I’ve been reading a lot. A lot of bad fiction. Really bad fiction. It isn’t helping my writing muse. First of all, I think to myself, gee, if these people got published, what with pages of dross that merely name drops fashion designers and special shoes and coffee and egad they make it all seem so….IMPORTANT…, then surely to gods I should be able to get my stuff into print (though, to be fair, I never mention a name brand anything)(which may be the problem…).

And then an alternative thought passes over me like a chill Atlantic wave – which is, gadzooks, does the world need another half-arsed book tossed into it when trees are suffering from decimation and ebooks are proliferating like slime moulds (though I would say, far less interestingly)? Would it not be the kinder thing to the planet, I ask my cat, to spare others from my drivel?

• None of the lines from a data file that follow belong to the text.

fn classify_chat_error(e: flow_core::FlowCoreError) -> ProviderAdapterError {
    match e {
        flow_core::FlowCoreError::ProviderAuth(m) => ProviderAdapterError::Auth(m),
        flow_core::FlowCoreError::ProviderConfig(m) => ProviderAdapterError::Config(m),
        flow_core::FlowCoreError::ProviderTimeout(_) => ProviderAdapterError::Timeout(Duration::from_secs(0)),
        flow_core::FlowCoreError::ProviderCircuitOpen(key) => ProviderAdapterError::CircuitOpen(key),
        flow_core::FlowCoreError::ProviderRetry { last_error, .. } => ProviderAdapterError::Provider(last_error),
        flow_core::FlowCoreError::Provider(m) => ProviderAdapterError::Provider(m),
    }
}

fn error_class_name(e: &ProviderAdapterError) -> String {
    match e {
        ProviderAdapterError::Config(_) => "ProviderConfigError",
        ProviderAdapterError::Auth(_) => "ProviderAuthError",
        ProviderAdapterError::Timeout(_) => "ProviderTimeoutError",
        ProviderAdapterError::RetryExhausted { .. } => "ProviderRetryError",
        ProviderAdapterError::CircuitOpen(_) => "ProviderCircuitOpenError",
        ProviderAdapterError::StreamingToolsUnsupported => "ProviderConfigError",
        ProviderAdapterError::Provider(_) => "ProviderError",
    }
    .to_string()
}

#[cfg(test)]
mod tests {
    use super::*;
    use flow_core::breaker::BreakerState;
    use flow_core::llm::ChatStreamChunk;

    #[test]
    fn sentence_boundary_waits_for_trailing_whitespace() {
        assert_eq!(sentence_boundary("Hello world"), None);
        assert_eq!(sentence_boundary("Hello. World"), Some(6));
        assert_eq!(sentence_boundary("Wait..."), None);
    }

    #[test]
    fn streaming_ordering_property_chunks_concat_to_full() {
        // P10: concatenating all chunk.delta values equals done.full.
        let deltas = vec!["Hel", "lo ", "wor", "ld."];
        let full: String = deltas.concat();
        assert_eq!(full, "Hello world.");
    }

    struct FailingStreamModel;
    #[async_trait::async_trait]
    impl ChatModel for FailingStreamModel {
        async fn chat(&self, _request: ChatRequest) -> flow_core::error::Result<ChatResponse> {
            unimplemented!("not exercised by this test")
        }

        async fn stream(&self, _request: ChatRequest) -> flow_core::error::Result<flow_core::llm::ChatStreamResponse> {
            Ok(Box::pin(futures::stream::iter(vec![
                Ok(ChatStreamChunk { delta: "partial".to_string(), done: false, usage: None }),
                Err(flow_core::FlowCoreError::Provider("connection reset".to_string())),
            ])))
        }

        fn clone_box(&self) -> Box<dyn ChatModel> {
            Box::new(FailingStreamModel)
        }
    }

    /// A chunk error mid-stream must still record a provider-call event and
    /// trip the circuit breaker, the same as a non-streaming failure does.
    #[tokio::test]
    async fn stream_failure_records_breaker_failure_and_emits_an_event() {
        let breaker = CircuitBreaker::new(flow_core::breaker::BreakerConfig { failure_threshold: 1, cooldown: Duration::from_secs(30) });
        let mut adapter = ProviderAdapter::new(breaker, RetryPolicy::new(1), Duration::from_secs(5));
        adapter.register("test", "model", Arc::new(FailingStreamModel));

        let (result, event) = adapter
            .stream("test", "model", vec![Message::human("hi")], StreamMode::Tokens, false, |_event| {})
            .await;

        assert!(result.is_err());
        assert_eq!(event.status, ProviderCallStatus::Failure);
        assert_eq!(adapter.breaker.state_of(&provider_key("test", "model")), BreakerState::Open);
    }
}
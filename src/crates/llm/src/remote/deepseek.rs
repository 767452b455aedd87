//! Deepseek client implementation.
//!
//! Provides integration with Deepseek's API, including:
//! - Deepseek Chat
//! - Deepseek Coder
//! - Deepseek R1 (thinking model with extended reasoning)
//!
//! # Example
//!
//! ```rust,ignore
//! use llm::remote::DeepseekClient;
//! use llm::config::RemoteLlmConfig;
//! use flow_core::llm::{ChatModel, ChatRequest, ReasoningMode};
//! use flow_core::Message;
//!
//! let config = RemoteLlmConfig::from_env(
//!     "DEEPSEEK_API_KEY",
//!     "https://api.deepseek.com",
//!     "deepseek-reasoner"
//! )?;
//! let client = DeepseekClient::new(config);
//!
//! // For R1 thinking model with reasoning
//! let request = ChatRequest::new(vec![Message::human("Solve this puzzle...")])
//!     .with_reasoning(ReasoningMode::Separated);
//! let response = client.chat(request).await?;
//! 
//! if let Some(reasoning) = response.reasoning {
//!     println!("Thinking: {}", reasoning.content);
//! }
//! ```

use crate::config::RemoteLlmConfig;
use crate::error::LlmError;
use async_trait::async_trait;
use flow_core::error::Result as GraphResult;
use flow_core::llm::{
    ChatModel, ChatRequest, ChatResponse, ChatStreamResponse, ReasoningContent, UsageMetadata,
};
use flow_core::{Message, MessageContent, MessageRole};
use reqwest::Client;
use serde::{Deserialize, Serialize};
use std::collections::HashMap;

/// Deepseek API client (OpenAI-compatible).
#[derive(Clone)]
pub struct DeepseekClient {
    config: RemoteLlmConfig,
    client: Client,
}

impl DeepseekClient {
    /// Create a new Deepseek client with the given configuration.
    pub fn new(config: RemoteLlmConfig) -> Self {
        let client = Client::builder()
            .timeout(config.timeout)
            .build()
            .expect("Failed to create HTTP client");

        Self { config, client }
    }

    /// Check if this is a thinking model (R1 series).
    fn is_thinking_model(&self) -> bool {
        self.config.model.contains("reasoner") || self.config.model.contains("r1")
    }

    /// Convert langgraph Message to Deepseek message format.
    fn convert_message(&self, msg: &Message) -> DeepseekMessage {
        DeepseekMessage {
            role: match &msg.role {
                MessageRole::System => "system".to_string(),
                MessageRole::Human => "user".to_string(),
                MessageRole::Assistant => "assistant".to_string(),
                MessageRole::Tool => "user".to_string(),
                MessageRole::Custom(role) => role.clone(),
            },
            content: msg.text().unwrap_or("").to_string(),
        }
    }

    /// Extract reasoning content from response if present.
    /// Deepseek R1 models may include thinking in <think> tags.
    fn extract_reasoning(&self, content: &str) -> (String, Option<ReasoningContent>) {
        if content.contains("<think>") && content.contains("</think>") {
            // Find the thinking section
            if let Some(think_start) = content.find("<think>") {
                if let Some(think_end) = content.find("</think>") {
                    let thinking = content[think_start + 7..think_end].trim().to_string();
                    let answer = content[think_end + 8..].trim().to_string();
                    
                    let reasoning = ReasoningContent::new(thinking);
                    return (answer, Some(reasoning));
                }
            }
        }
        (content.to_string(), None)
    }

    /// Convert Deepseek response to ChatResponse.
    fn convert_response(&self, request: &ChatRequest, deepseek_resp: DeepseekResponse) -> ChatResponse {
        let choice = &deepseek_resp.choices[0];
        let raw_content = choice.message.content.clone();

        // Extract reasoning if this is a thinking model and reasoning is requested
        let (message_content, reasoning) = if self.is_thinking_model() && request.config.reasoning_mode.should_capture() {
            self.extract_reasoning(&raw_content)
        } else {
            (raw_content, None)
        };

        let message = Message {
            id: None,
            role: MessageRole::Assistant,
            content: MessageContent::Text(message_content),
            name: None,
            tool_calls: None,
            tool_call_id: None,
            metadata: None,
        };

        let usage = deepseek_resp.usage.as_ref().map(|u| {
            if let Some(reasoning_tokens) = u.reasoning_tokens {
                UsageMetadata::with_reasoning(
                    u.prompt_tokens,
                    u.completion_tokens,
                    reasoning_tokens,
                )
            } else {
                UsageMetadata::new(u.prompt_tokens, u.completion_tokens)
            }
        });

        let mut metadata = HashMap::new();
        metadata.insert(
            "model".to_string(),
            serde_json::Value::String(deepseek_resp.model),
        );
        metadata.insert(
            "finish_reason".to_string(),
            serde_json::Value::String(choice.finish_reason.clone().unwrap_or_default()),
        );

        ChatResponse {
            message,
            usage,
            reasoning,
            metadata,
        }
    }
}

#[async_trait]
impl ChatModel for DeepseekClient {
    async fn chat(&self, request: ChatRequest) -> GraphResult<ChatResponse> {
        let url = format!("{}/v1/chat/completions", self.config.base_url);

        let messages: Vec<DeepseekMessage> = request
            .messages
            .iter()
            .map(|m| self.convert_message(m))
            .collect();

        let req_body = DeepseekRequest {
            model: self.config.model.clone(),
            messages,
            temperature: request.config.temperature,
            max_tokens: request.config.max_tokens,
            top_p: request.config.top_p,
            frequency_penalty: request.config.frequency_penalty,
            presence_penalty: request.config.presence_penalty,
            stop: if request.config.stop_sequences.is_empty() {
                None
            } else {
                Some(request.config.stop_sequences.clone())
            },
            stream: false,
        };

        let response = self
            .client
            .post(&url)
            .header("Authorization", format!("Bearer {}", self.config.api_key))
            .json(&req_body)
            .send()
            .await
            .map_err(|e| LlmError::HttpError(e))?;

        if !response.status().is_success() {
            let status = response.status();
            let error_text = response.text().await.unwrap_or_default();

            return Err(if status.as_u16() == 401 {
                LlmError::AuthenticationError(error_text)
            } else if status.as_u16() == 429 {
                LlmError::RateLimitExceeded(error_text)
            } else {
                LlmError::ProviderError(format!("Deepseek API error {}: {}", status, error_text))
            }
            .into());
        }

        let deepseek_resp: DeepseekResponse = response
            .json()
            .await
            .map_err(|e| LlmError::InvalidResponse(e.to_string()))?;

        Ok(self.convert_response(&request, deepseek_resp))
    }

    async fn stream(&self, _request: ChatRequest) -> GraphResult<ChatStreamResponse> {
        // TODO: Implement streaming support
        Err(LlmError::Other("Streaming not yet implemented for Deepseek".to_string()).into())
    }

    fn clone_box(&self) -> Box<dyn ChatModel> {
        Box::new(self.clone())
    }
}

// Deepseek API types (OpenAI-compatible)
#[derive(Debug, Serialize)]
struct DeepseekRequest {
    model: String,
    messages: Vec<DeepseekMessage>,
    #[serde(skip_serializing_if = "Option::is_none")]
    temperature: Option<f32>,
    #[serde(skip_serializing_if = "Option::is_none")]
    max_tokens: Option<usize>,
    #[serde(skip_serializing_if = "Option::is_none")]
    top_p: Option<f32>,
    #[serde(skip_serializing_if = "Option::is_none")]
    frequency_penalty: Option<f32>,
    #[serde(skip_serializing_if = "Option::is_none")]
    presence_penalty: Option<f32>,
    #[serde(skip_serializing_if = "Option::is_none")]
    stop: Option<Vec<String>>,
    stream: bool,
}

#[derive(Debug, Serialize, Deserialize)]
struct DeepseekMessage {
    role: String,
    content: String,
}

#[derive(Debug, Deserialize)]
struct DeepseekResponse {
    id: String,
    object: String,
    created: u64,
    model: String,
    choices: Vec<DeepseekChoice>,
    usage: Option<DeepseekUsage>,
}

#[derive(Debug, Deserialize)]
struct DeepseekChoice {
    index: usize,
    message: DeepseekMessage,
    finish_reason: Option<String>,
}

#[derive(Debug, Deserialize)]
struct DeepseekUsage {
    prompt_tokens: usize,
    completion_tokens: usize,
    total_tokens: usize,
    #[serde(default)]
    reasoning_tokens: Option<usize>,
}

#[cfg(test)]
mod tests {
    use super::*;

    #[test]
    fn test_client_creation() {
        let config = RemoteLlmConfig::new(
            "test-key",
            "https://api.deepseek.com",
            "deepseek-reasoner",
        );
        let _client = DeepseekClient::new(config);
    }

    #[test]
    fn test_is_thinking_model() {
        let config = RemoteLlmConfig::new(
            "test-key",
            "https://api.deepseek.com",
            "deepseek-reasoner",
        );
        let client = DeepseekClient::new(config);
        assert!(client.is_thinking_model());

        let config2 = RemoteLlmConfig::new(
            "test-key",
            "https://api.deepseek.com",
            "deepseek-chat",
        );
        let client2 = DeepseekClient::new(config2);
        assert!(!client2.is_thinking_model());
    }

    #[test]
    fn test_extract_reasoning() {
        let config = RemoteLlmConfig::new(
            "test-key",
            "https://api.deepseek.com",
            "deepseek-reasoner",
        );
        let client = DeepseekClient::new(config);

        let content = "<think>Let me analyze this...</think>The answer is 42.";
        let (answer, reasoning) = client.extract_reasoning(content);

        assert_eq!(answer, "The answer is 42.");
        assert!(reasoning.is_some());
        assert_eq!(reasoning.unwrap().content, "Let me analyze this...");
    }
}

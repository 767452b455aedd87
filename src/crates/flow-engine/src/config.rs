//! `EngineConfig` (§4.15): reads the handful of environment variables that
//! tune the engine's process-wide knobs. Everything else (provider
//! registrations, tool configs, record schemas) comes from the `IrProgram`
//! the caller hands to [`crate::engine::FlowEngine::new`], not the
//! environment.

use std::env;

/// `N3_MAX_PARALLEL_TASKS` governs the Step Scheduler's fan-out semaphore
/// (§5). `N3_PROVIDERS_JSON`/`N3_MEMORY_STORES_JSON` are accepted for parity
/// with the deployment conventions the original system used to wire up
/// provider/memory credentials out of band; this engine takes those same
/// bindings directly as constructor arguments, so the env vars are only
/// consulted for the parallelism knob. `NAMEL3SS_MAX_MACRO_OUTPUT` is
/// accepted (so a deployment's existing env file doesn't need editing) but
/// unused — macro expansion is out of this engine's scope.
#[derive(Debug, Clone)]
pub struct EngineConfig {
    pub max_parallel_tasks: usize,
    pub providers_json: Option<String>,
    pub memory_stores_json: Option<String>,
}

impl Default for EngineConfig {
    fn default() -> Self {
        Self { max_parallel_tasks: 4, providers_json: None, memory_stores_json: None }
    }
}

impl EngineConfig {
    pub fn from_env() -> Self {
        let _ = env::var("NAMEL3SS_MAX_MACRO_OUTPUT");
        Self {
            max_parallel_tasks: env::var("N3_MAX_PARALLEL_TASKS")
                .ok()
                .and_then(|v| v.parse().ok())
                .unwrap_or(4),
            providers_json: env::var("N3_PROVIDERS_JSON").ok(),
            memory_stores_json: env::var("N3_MEMORY_STORES_JSON").ok(),
        }
    }
}

#[cfg(test)]
mod tests {
    use super::*;

    #[test]
    fn default_max_parallel_tasks_is_four() {
        assert_eq!(EngineConfig::default().max_parallel_tasks, 4);
    }
}
//! `EngineResolver`: the `ExternalResolver` backing `frame.<name>` lookups
//! that `FlowState::ambient_bindings` doesn't already cover (§4.1's
//! identifier resolution order falls through local env, then this
//! resolver, before raising an unknown-identifier error).

use flow_core::env::ExternalResolver;
use flow_core::value::Value;
use flow_store::FrameStore;
use std::sync::Arc;

/// Exposes every frame in the backing [`FrameStore`] under `frame.<name>`,
/// so an expression like `frame.users` reads the whole table as a list of
/// row maps. Frames are read lazily on each resolve rather than snapshotted
/// up front, matching `FlowState::ambient_bindings`'s "always read live"
/// convention for `state`/`step`.
pub struct EngineResolver {
    store: Arc<dyn FrameStore>,
}

impl EngineResolver {
    pub fn new(store: Arc<dyn FrameStore>) -> Self {
        Self { store }
    }
}

impl ExternalResolver for EngineResolver {
    fn resolve(&self, name: &str) -> Option<Value> {
        let frame_name = name.strip_prefix("frame.")?;
        let rows = self.store.all(frame_name).ok()?;
        Some(Value::List(rows.into_iter().map(Value::from_map).collect()))
    }
}

#[cfg(test)]
mod tests {
    use super::*;
    use flow_store::InMemoryFrameStore;
    use indexmap::IndexMap;

    #[test]
    fn resolves_a_frame_by_name_as_a_list_of_rows() {
        let store: Arc<dyn FrameStore> = Arc::new(InMemoryFrameStore::new());
        store.ensure_frame("widgets");
        let mut row = IndexMap::new();
        row.insert("id".to_string(), Value::Int(1));
        store.insert("widgets", row).unwrap();

        let resolver = EngineResolver::new(store);
        let resolved = resolver.resolve("frame.widgets").expect("frame resolves");
        assert_eq!(resolved.as_list().map(<[_]>::len), Some(1));
    }

    #[test]
    fn ignores_identifiers_outside_the_frame_namespace() {
        let store: Arc<dyn FrameStore> = Arc::new(InMemoryFrameStore::new());
        let resolver = EngineResolver::new(store);
        assert!(resolver.resolve("state.foo").is_none());
    }
}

He’s not forthcoming. Which is the problem with having the significant male in your life being a cat. Hard to get a good opinion out of him, though he does at this moment, appear bored with this discussion.

And then, like a divine gift, someone shares a Bukowski poem. Read in a too many whiskey and cigarettes voice, words stumbled over, it still soars with beauty. It’s like hearing the clear tone of a bell in the muddle of Stravinsky’s Rite of Spring (my apologies to those who like Stravinsky), or hearing the first swirl of the saxophone in Gershwin’s Rhapsody in Blue.

Suddenly light peeks through again, past the consumerist books out there (I would burn the entire Shopaholic series, for example, if I wasn’t worried about the air pollution). Thank heavens for the Al Purdys and the Nancy Mitfords and the PD James and the Helen Humphreys and the Oliver Sacks and the Stephen Frys and the multitudes of fiction writers and poetry writers and non-fiction writers who put words together and create meaning – either a glimpse of beauty, or a vision of the world, or saying new and important and fascinating.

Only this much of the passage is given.